The Bichon Frise is often depicted as a French dog. Although the Bichon breed type are originally Spanish, used as sailing dogs, also as herding dogs sometimes, the French developed them into a gentle lap-dog variety. The Bichon type arose from the water dogs, and is descended from the poodle-type dogs and either the Barbet or one of the water spaniel class of breeds. Modern Bichons have developed into four categories: the Bichon Frise or Tenerife, the Maltese, the Bolognese, and the Havanese. These are often treated as separate breeds.

A good-size Bichon will stand a shade under a foot tall at the shoulder. The breed’s glory is a white hypoallergenic coat, plush and velvety to the touch, featuring rounded head hair that sets off the large, dark eyes and black leathers of the nose and lips.

With its happy-go-lucky attitude, the playful, vivacious, and bouncy Bichon dog delights everyone. It is good with kids and amicable towards pets, other dogs, and strangers. This affectionate, responsive, and sensitive dog also loves to play and be cuddled, but when it is left alone, it may bark excessively.

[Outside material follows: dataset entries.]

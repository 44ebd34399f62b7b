//! Client error types

use thiserror::Error;

#[derive(Error, Debug)]
pub enum ClientError {
    #[error("HTTP error: {0}")]
    Http(#[from] reqwest::Error),

    #[error("JSON error: {0}")]
    Json(#[from] serde_json::Error),

    #[error("Server error {status}: {message}")]
    Server { status: u16, message: String },

    #[error("No commitment pinned: call fetch_commitment first")]
    NotInitialized,

    #[error("Record {index} failed verification after {attempts} attempt(s)")]
    VerificationFailed { index: u64, attempts: u32 },

    #[error(transparent)]
    Core(#[from] saltree_core::Error),
}

impl ClientError {
    /// Server refused the index because it is tombstoned
    pub fn is_unavailable(&self) -> bool {
        matches!(self, ClientError::Server { status: 410, .. })
    }

    pub fn is_not_found(&self) -> bool {
        matches!(self, ClientError::Server { status: 404, .. })
    }
}

pub type Result<T> = std::result::Result<T, ClientError>;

The Bichon dog breed, with a lifespan of about 12 to 15 years, is prone to some serious health problems like:

Heart Disease:

Bichons are prone to multiple types of heart disease, which can occur both early and later in life.

Liver Problems:

Your Bichon is more likely than other dogs to have a liver disorder called portosystemic shunt (PSS). Some of the blood supply that should go to the liver goes around it instead, depriving the liver of the blood flow it needs to grow and function properly. If your friend has PSS, his liver cannot remove toxins from his bloodstream effectively.

Hip Dysplasia

Hip dysplasia is a hereditary condition that prevents the thigh bone from adjusting perfectly to the hip joint. Hip dysplasia is common among Bichon Frise, but it does not affect them all. The dog usually has symptoms of pain and lameness. However, hip dysplasia does not always cause discomfort in the Bichon Frise, but it can develop into arthritis as your dog ages.


Incontinence can affect your Bichon Frise at any age. If your dog has been previously housetrained, it is important to remember that loss of bladder or bowel control is a physical problem, not a behavioral one. Incontinence is most commonly found in older Bichon Frises, especially females.